I've been listening to the book 'Girl, Wash Your Face' by Rachel Hollis. I respect the truth she tells and the "Things That Helped Me" pieces of each chapter bring a utility to the book that makes it better than most self-help books.
Each chapter begins with a lie that we tell ourselves. Then Hollis goes in to how the lie has affected her life and what has helped her in quieting the judgy voice in our heads. The lie for chapter four hit home for me.
The lie: I'm better than you. In this chapter Hollis goes in to how she believed she was better than another girl in school who shaved her toes, all while Hollis herself did the same thing at home. While listening to this chapter I went through a whole spectrum of emotions from embarrassed to angry, sad to empowered, and most of all, shame.
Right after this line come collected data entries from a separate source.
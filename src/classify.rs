//! JSON Path Classification
//!
//! Tags every present terminal path by wire representation so hosts can
//! coerce string input (query parameters, CSV loads) to the declared type.

use serde::{Deserialize, Serialize};
use std::fmt;

use crate::graph::{EntityGraph, PropertyKind, ScalarType};
use crate::paths::{DocumentPath, JsonPath};

/// Wire category of a terminal value
#[derive(Debug, Clone, Copy, PartialEq, Eq, Hash, Serialize, Deserialize)]
#[serde(rename_all = "kebab-case")]
pub enum PathType {
    Boolean,
    Number,
    Date,
    DateTime,
    Time,
    String,
}

impl PathType {
    pub fn of(kind: &PropertyKind) -> Self {
        match kind {
            PropertyKind::Scalar(scalar) => match scalar {
                ScalarType::Boolean => Self::Boolean,
                ScalarType::Currency
                | ScalarType::Decimal
                | ScalarType::Duration
                | ScalarType::Integer
                | ScalarType::Percent
                | ScalarType::SharedDecimal
                | ScalarType::SharedInteger
                | ScalarType::SharedShort
                | ScalarType::Short
                | ScalarType::Year => Self::Number,
                ScalarType::Date => Self::Date,
                ScalarType::DateTime => Self::DateTime,
                ScalarType::Time => Self::Time,
                ScalarType::Enumeration | ScalarType::SharedString | ScalarType::String => Self::String,
            },
            PropertyKind::SchoolYearEnumeration => Self::Number,
            _ => Self::String,
        }
    }

    pub fn as_str(&self) -> &'static str {
        match self {
            Self::Boolean => "boolean",
            Self::Number => "number",
            Self::Date => "date",
            Self::DateTime => "date-time",
            Self::Time => "time",
            Self::String => "string",
        }
    }
}

impl fmt::Display for PathType {
    fn fmt(&self, f: &mut fmt::Formatter<'_>) -> fmt::Result {
        f.write_str(self.as_str())
    }
}

/// Sorted path sets per coercible category
#[derive(Debug, Clone, Default, PartialEq, Eq, Serialize, Deserialize)]
#[serde(rename_all = "camelCase")]
pub struct TypeCoercion {
    pub boolean_json_paths: Vec<JsonPath>,
    pub numeric_json_paths: Vec<JsonPath>,
    pub date_time_json_paths: Vec<JsonPath>,
}

pub struct Classifier<'a> {
    graph: &'a EntityGraph,
}

impl<'a> Classifier<'a> {
    pub fn new(graph: &'a EntityGraph) -> Self {
        Self { graph }
    }

    pub fn path_type(&self, path: &DocumentPath) -> PathType {
        PathType::of(&self.graph.property(path.terminal).kind)
    }

    pub fn classify_all(&self, paths: &[DocumentPath]) -> TypeCoercion {
        let mut coercion = TypeCoercion::default();
        for path in paths.iter().filter(|p| p.is_present()) {
            let bucket = match self.path_type(path) {
                PathType::Boolean => &mut coercion.boolean_json_paths,
                PathType::Number => &mut coercion.numeric_json_paths,
                PathType::DateTime => &mut coercion.date_time_json_paths,
                PathType::Date | PathType::Time | PathType::String => continue,
            };
            bucket.push(path.json_path.clone());
        }

        for bucket in [
            &mut coercion.boolean_json_paths,
            &mut coercion.numeric_json_paths,
            &mut coercion.date_time_json_paths,
        ] {
            bucket.sort();
            bucket.dedup();
        }
        coercion
    }
}

#[cfg(test)]
mod tests {
    use super::*;
    use crate::identity::{flatten_identities, ComponentBuilder};
    use crate::paths::{DocumentWalker, Naming};
    use serde_json::json;
    use std::collections::HashMap;

    fn classify(graph: &EntityGraph, entity: &str) -> TypeCoercion {
        let mut builder = ComponentBuilder::new(graph);
        let mut fips = HashMap::new();
        for resource in graph.resources() {
            fips.insert(resource.id, flatten_identities(graph, resource.id, &mut builder).unwrap());
        }
        let naming = Naming::default();
        let paths = DocumentWalker::new(graph, &naming, &fips)
            .walk(graph.resolve(entity).unwrap())
            .unwrap();
        Classifier::new(graph).classify_all(&paths)
    }

    #[test]
    fn test_scalar_categories() {
        let graph = EntityGraph::from_value(json!({ "entities": [
            { "name": "DomainEntityName", "kind": "domainEntity", "properties": [
                { "name": "OptionalBooleanProperty", "type": "boolean" },
                { "name": "RequiredCurrencyProperty", "type": "currency", "required": true },
                { "name": "RequiredDurationProperty", "type": "duration", "required": true },
                { "name": "RequiredDateProperty", "type": "date", "required": true },
                { "name": "RequiredDatetimeProperty", "type": "datetime", "required": true },
                { "name": "StringIdentity", "type": "string", "identity": true },
                { "name": "RequiredTimeProperty", "type": "time", "required": true },
                { "name": "SchoolYear", "type": "schoolYearEnumeration" },
                { "name": "OptionalYear", "type": "year" },
                { "name": "DateTimeIdentity", "type": "dateTime", "identity": true }
            ]}
        ]}))
        .unwrap();

        let coercion = classify(&graph, "DomainEntityName");
        assert_eq!(coercion.boolean_json_paths, vec![JsonPath::new("$.optionalBooleanProperty")]);
        assert_eq!(
            coercion.numeric_json_paths,
            vec![
                JsonPath::new("$.optionalYear"),
                JsonPath::new("$.requiredCurrencyProperty"),
                JsonPath::new("$.requiredDurationProperty"),
                JsonPath::new("$.schoolYearTypeReference.schoolYear"),
            ]
        );
        assert_eq!(
            coercion.date_time_json_paths,
            vec![JsonPath::new("$.dateTimeIdentity"), JsonPath::new("$.requiredDatetimeProperty")]
        );
    }

    #[test]
    fn test_reference_collection_leaves_use_wildcards() {
        let graph = EntityGraph::from_value(json!({ "entities": [
            { "name": "AssessmentScoreRangeLearningStandard", "kind": "domainEntity", "properties": [
                { "name": "ScoreRangeId", "type": "integer", "identity": true },
                { "name": "LearningStandard", "type": "domainEntity", "required": true, "collection": true }
            ]},
            { "name": "LearningStandard", "kind": "domainEntity", "properties": [
                { "name": "LearningStandardId", "type": "integer", "identity": true },
                { "name": "SomeDateTime", "type": "dateTime", "identity": true }
            ]}
        ]}))
        .unwrap();

        let coercion = classify(&graph, "AssessmentScoreRangeLearningStandard");
        assert!(coercion.boolean_json_paths.is_empty());
        assert_eq!(
            coercion.date_time_json_paths,
            vec![JsonPath::new("$.learningStandards[*].learningStandardReference.someDateTime")]
        );
        assert_eq!(
            coercion.numeric_json_paths,
            vec![
                JsonPath::new("$.learningStandards[*].learningStandardReference.learningStandardId"),
                JsonPath::new("$.scoreRangeId"),
            ]
        );
    }

    #[test]
    fn test_path_type_labels() {
        assert_eq!(PathType::DateTime.to_string(), "date-time");
        assert_eq!(serde_json::to_value(PathType::DateTime).unwrap(), json!("date-time"));
        assert_eq!(PathType::of(&PropertyKind::SchoolYearEnumeration), PathType::Number);
    }
}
My journey with shame has been a new endeavor and one that keeps popping up lately without much provocation so I don't think it is quite over yet, if it will ever be over. I was watching the Netflix show Big Mouth the other month and in Season 2 Andrew gets a visit from The Shame Wizard. I was in tears by the end of the episode because I realized that I live with this wizard in my head all day, every day. It got me thinking, what have I done that I feel so shameful for? So I began a recollection of all the shameful things of my past.
While traveling with a school group once I made fun of an awkward girl and read her diary to some friends over the phone. Who did I think I was anyway? In truth, I admired her for not trying to conform to a group like I was. She was finding herself and trying new things without worrying about what others thought about her, something I was incapable of at that time. Thankfully she was a better person than I was and wrote me off to follow her own path. I still think of her often and let the guilt waves wash over me sometimes, my penance I feel I owe to her and the earth for the wrong I did to her.
Then there was that time I bit my sister, the way I handled that situation in high school, the time I broke up with a boyfriend in London when we had a two-week trip ahead of us, and of course, the time I got mad at my grandmother for ruining a party I was going to have while my mom was out of town.
Sometimes I open the floodgates and just let it all roll over me. I accept that these snippets are part of my story and try to keep the lessons learned in the forefront so as not to repeat history. But that is what they are: history. What reparations can I make to those people I have wronged now? How long do you carry The Shame Wizard on your back and what event determines that the karmic balance has been reestablished?